Work instructions: Return every entry below without altering a word.

Saved entries:
[Start of section]
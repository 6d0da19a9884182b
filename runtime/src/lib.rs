//! # Voucher Runtime
//!
//! The voucher lifecycle engine: batch issuance, exactly-once redemption
//! and administrative operations over any [`VoucherStore`].
//!
//! ## Core Components
//!
//! - **`VoucherEngine`**: runs every public operation as one store transaction
//! - **Retry**: re-runs transactions that lost a race ([`retry`])
//! - **Metrics**: Prometheus counters and histograms ([`metrics`])
//!
//! ## Example
//!
//! ```ignore
//! use voucher_runtime::{EngineConfig, VoucherEngine};
//! use voucher_postgres::PostgresVoucherStore;
//!
//! let store = PostgresVoucherStore::new(pool);
//! let engine = VoucherEngine::new(store).with_config(EngineConfig::from_env());
//!
//! let batch = engine.issue_batch(new_batch).await?;
//! let redemption = engine
//!     .redeem(RedeemRequest::new("VIP3K9X2A1B", "alice", "s3cret!"))
//!     .await?;
//! ```

use voucher_core::{Clock, Result, SystemClock, VoucherStore, VoucherTransaction};

/// Administrative batch and voucher operations
mod admin;

/// Engine configuration
pub mod config;

/// Batch issuance
mod issue;

/// Prometheus metrics for observability
pub mod metrics;

/// Voucher redemption
mod redeem;

/// Retry logic with exponential backoff
pub mod retry;

pub use config::{EngineConfig, MAX_INSERT_CHUNK_SIZE, PasswordMismatchPolicy};
pub use retry::RetryPolicy;

/// The voucher lifecycle engine.
///
/// Holds no in-process state shared across requests: every operation opens
/// its own store transaction and relies on the store's row locks and
/// conditional updates for mutual exclusion. The engine is therefore safe
/// to share between tasks behind an `Arc`.
///
/// # Type Parameters
///
/// - `S`: Transactional voucher store
/// - `C`: Clock used for deadlines and timestamps
#[derive(Debug, Clone)]
pub struct VoucherEngine<S, C = SystemClock> {
    store: S,
    clock: C,
    config: EngineConfig,
}

impl<S: VoucherStore> VoucherEngine<S, SystemClock> {
    /// Create an engine using the wall clock and default configuration.
    #[must_use]
    pub fn new(store: S) -> Self {
        Self::with_clock(store, SystemClock)
    }
}

impl<S: VoucherStore, C: Clock> VoucherEngine<S, C> {
    /// Create an engine with an injected clock.
    #[must_use]
    pub fn with_clock(store: S, clock: C) -> Self {
        Self {
            store,
            clock,
            config: EngineConfig::default(),
        }
    }

    /// Replace the configuration.
    #[must_use]
    pub fn with_config(mut self, config: EngineConfig) -> Self {
        self.config = config;
        self
    }

    /// Engine configuration.
    #[must_use]
    pub const fn config(&self) -> &EngineConfig {
        &self.config
    }

    /// Underlying store.
    #[must_use]
    pub const fn store(&self) -> &S {
        &self.store
    }

    /// Engine clock.
    #[must_use]
    pub const fn clock(&self) -> &C {
        &self.clock
    }
}

/// Commit `tx` if `result` is `Ok`, otherwise roll it back.
///
/// A rollback failure is logged and the original error is returned.
async fn finish<T, Tx: VoucherTransaction>(tx: Tx, result: Result<T>) -> Result<T> {
    match result {
        Ok(value) => {
            tx.commit().await?;
            Ok(value)
        }
        Err(err) => {
            if let Err(rollback_err) = tx.rollback().await {
                tracing::error!(
                    error = %rollback_err,
                    original_error = %err,
                    "Failed to roll back voucher transaction"
                );
            }
            Err(err)
        }
    }
}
[End of section]
Answer for this exercise:
repository 6d0da19a9884182b
filename runtime/src/lib.rs
//! # Voucher Runtime
//!
//! The voucher lifecycle engine: batch issuance, exactly-once redemption
//! and administrative operations over any [`VoucherStore`].
//!
//! ## Core Components
//!
//! - **`VoucherEngine`**: runs every public operation as one store transaction
//! - **Retry**: re-runs transactions that lost a race ([`retry`])
//! - **Metrics**: Prometheus counters and histograms ([`metrics`])
//!
//! ## Example
//!
//! ```ignore
//! use voucher_runtime::{EngineConfig, VoucherEngine};
//! use voucher_postgres::PostgresVoucherStore;
//!
//! let store = PostgresVoucherStore::new(pool);
//! let engine = VoucherEngine::new(store).with_config(EngineConfig::from_env());
//!
//! let batch = engine.issue_batch(new_batch).await?;
//! let redemption = engine
//!     .redeem(RedeemRequest::new("VIP3K9X2A1B", "alice", "s3cret!"))
//!     .await?;
//! ```

use voucher_core::{Clock, Result, SystemClock, VoucherStore, VoucherTransaction};

/// Administrative batch and voucher operations
mod admin;

/// Engine configuration
pub mod config;

/// Batch issuance
mod issue;

/// Prometheus metrics for observability
pub mod metrics;

/// Voucher redemption
mod redeem;

/// Retry logic with exponential backoff
pub mod retry;

pub use config::{EngineConfig, MAX_INSERT_CHUNK_SIZE, PasswordMismatchPolicy};
pub use retry::RetryPolicy;

/// The voucher lifecycle engine.
///
/// Holds no in-process state shared across requests: every operation opens
/// its own store transaction and relies on the store's row locks and
/// conditional updates for mutual exclusion. The engine is therefore safe
/// to share between tasks behind an `Arc`.
///
/// # Type Parameters
///
/// - `S`: Transactional voucher store
/// - `C`: Clock used for deadlines and timestamps
#[derive(Debug, Clone)]
pub struct VoucherEngine<S, C = SystemClock> {
    store: S,
    clock: C,
    config: EngineConfig,
}

impl<S: VoucherStore> VoucherEngine<S, SystemClock> {
    /// Create an engine using the wall clock and default configuration.
    #[must_use]
    pub fn new(store: S) -> Self {
        Self::with_clock(store, SystemClock)
    }
}

impl<S: VoucherStore, C: Clock> VoucherEngine<S, C> {
    /// Create an engine with an injected clock.
    #[must_use]
    pub fn with_clock(store: S, clock: C) -> Self {
        Self {
            store,
            clock,
            config: EngineConfig::default(),
        }
    }

    /// Replace the configuration.
    #[must_use]
    pub fn with_config(mut self, config: EngineConfig) -> Self {
        self.config = config;
        self
    }

    /// Engine configuration.
    #[must_use]
    pub const fn config(&self) -> &EngineConfig {
        &self.config
    }

    /// Underlying store.
    #[must_use]
    pub const fn store(&self) -> &S {
        &self.store
    }

    /// Engine clock.
    #[must_use]
    pub const fn clock(&self) -> &C {
        &self.clock
    }
}

/// Commit `tx` if `result` is `Ok`, otherwise roll it back.
///
/// A rollback failure is logged and the original error is returned.
async fn finish<T, Tx: VoucherTransaction>(tx: Tx, result: Result<T>) -> Result<T> {
    match result {
        Ok(value) => {
            tx.commit().await?;
            Ok(value)
        }
        Err(err) => {
            if let Err(rollback_err) = tx.rollback().await {
                tracing::error!(
                    error = %rollback_err,
                    original_error = %err,
                    "Failed to roll back voucher transaction"
                );
            }
            Err(err)
        }
    }
}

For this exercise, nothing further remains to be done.